Haudenosaunee People as a whole must be consulted. Moreover, the meeting

ought to be attended by representatives, male and female, from all of the

different groups which fall under the name of the Haudenosaunee Confederacy.

It is also clear under Haudenosaunee law that the HCCC can only operate

through unanimity of the 49 clans. There is no evidence, and contrary to the

evidence. of the Men’s file, that there was any proper consultation or unanimity

achieved to appoint HDI to represent the people in this matter or otherwise.

!n addition, land claim issues should be determined under Haudenosaunee law; these

non-parties have consulted with one of North America’s leading experts on

Haudenosaunee law, Paul Delaronde. Paul Delaronde has testified on Haudenosaunee

land claim issues in courts in the following jurisdictions: Ontario, Quebec, The United

States of America. He has also been deemed an expert by an Ontario court. lt is

fundamental to the non-parties that the rights of the people are not trampled upon by

determinations outside of Haudenosaunee law. Haudenosaunee law provides:

  • The Haudenosaunee People must be consulted on matters such as the

delegation of authority involving land claims.

  • Delaronde suggests that the proper course of action would be to put a delegation

together to present to the people in all of the territories.

  • This delegation should travel and make arrangements with each group, meeting

with both the men and especially the women as the women hold the land and

nothing can be done without their consultation.

  • When the people as a whole, both men and women, have expressed they

understand the issue at hand, then the HCCC has authority to make a decision.

  • Following consultation with the people, they should have moved forward to

contact the Governor General as a representative of the Crown to remind them of

their pledge, to honour the Silver Covenant Chain, and that Canada has no

authority over Haudenosaunee land or its people.

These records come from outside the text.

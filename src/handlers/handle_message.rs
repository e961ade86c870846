//! Per-message processing: captcha answer interception, decision, and
//! enforcement.

use crate::captcha::VerifyOutcome;
use crate::engine::{ActionKind, Event};
use crate::error::Result;
use crate::handlers::AppContext;
use crate::storage::ChatRecord;
use chrono::Utc;
use std::sync::Arc;
use teloxide::types::Message;

/// Handle one regular chat message. A failure here is logged by the
/// dispatcher and never blocks subsequent messages.
pub async fn handle_message(ctx: Arc<AppContext>, msg: Message) -> Result<()> {
    let user = match &msg.from {
        Some(user) => user.clone(),
        None => return Ok(()),
    };
    let text = match msg.text() {
        Some(text) => text.to_string(),
        None => return Ok(()),
    };
    let chat_id = msg.chat.id;

    register_chat(&ctx, &msg).await?;

    // A member with a pending captcha answers through chat; their messages
    // are verification attempts, not content to score.
    if ctx.captcha.has_pending(user.id, chat_id) {
        let outcome = ctx
            .captcha
            .verify(user.id, chat_id, &text, Utc::now())
            .await?;
        match outcome {
            VerifyOutcome::Verified => {
                ctx.sink.lift_restriction(chat_id, user.id).await?;
                ctx.sink
                    .notify(chat_id, "Verification passed, welcome!")
                    .await?;
            }
            VerifyOutcome::Retry { remaining } => {
                ctx.sink
                    .notify(
                        chat_id,
                        &format!("Incorrect answer, {} attempts remaining.", remaining),
                    )
                    .await?;
            }
            VerifyOutcome::Failed => {
                ctx.sink
                    .remove_user(chat_id, user.id, "failed verification")
                    .await?;
            }
            VerifyOutcome::Expired | VerifyOutcome::NoChallenge => {}
        }
        return Ok(());
    }

    let event = Event {
        event_id: format!("{}:{}", chat_id.0, msg.id.0),
        chat_id,
        user_id: user.id,
        timestamp: msg.date,
        text: Some(text),
        username: user.username.clone(),
        language_hint: user.language_code.clone(),
        message_id: Some(msg.id),
        membership: None,
    };

    let action = ctx.engine.decide(&event).await?;
    if action.kind == ActionKind::Allow {
        return Ok(());
    }

    // Irreversible actions are keyed by event id so a redelivered update
    // cannot ban twice.
    if matches!(action.kind, ActionKind::Ban | ActionKind::Remove)
        && !ctx.store.mark_event_processed(&event.event_id).await?
    {
        log::debug!("event {} already enforced, skipping", event.event_id);
        return Ok(());
    }

    log::info!(
        "enforcing {:?} against user {} in chat {} ({})",
        action.kind,
        action.target,
        action.chat,
        action.reason
    );
    ctx.sink.execute(&action).await?;
    Ok(())
}

/// Make sure the chat is in the registry; first sight subscribes it to
/// global-ban enforcement by default.
async fn register_chat(ctx: &AppContext, msg: &Message) -> Result<()> {
    if ctx.store.get_chat(msg.chat.id).await?.is_none() {
        ctx.store
            .upsert_chat(&ChatRecord {
                chat_id: msg.chat.id,
                title: msg.chat.title().unwrap_or_default().to_string(),
                gban_subscribed: true,
            })
            .await?;
    }
    Ok(())
}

  • What the HDI has done in consulting a small circle of chiefs and HCCC

representatives have failed to involve the Haudenosaunee people as a whole and

acquire their approval.

  • This circle, including the secretary of the HCC and the members claimed by

Doolittle to have attended the April 2, 2022, Zoom Conference, has no authority

to delegate representation to the HDI as they do not and cannot represent the

whole of the Haudenosaunee people.

  • Many representatives of different groups that make up the Haudenosaunee

Confederacy were not consulted through this process.

  • These non-parties do not believe the proper notice was given to the people who are the rightful inheritors of the land in question.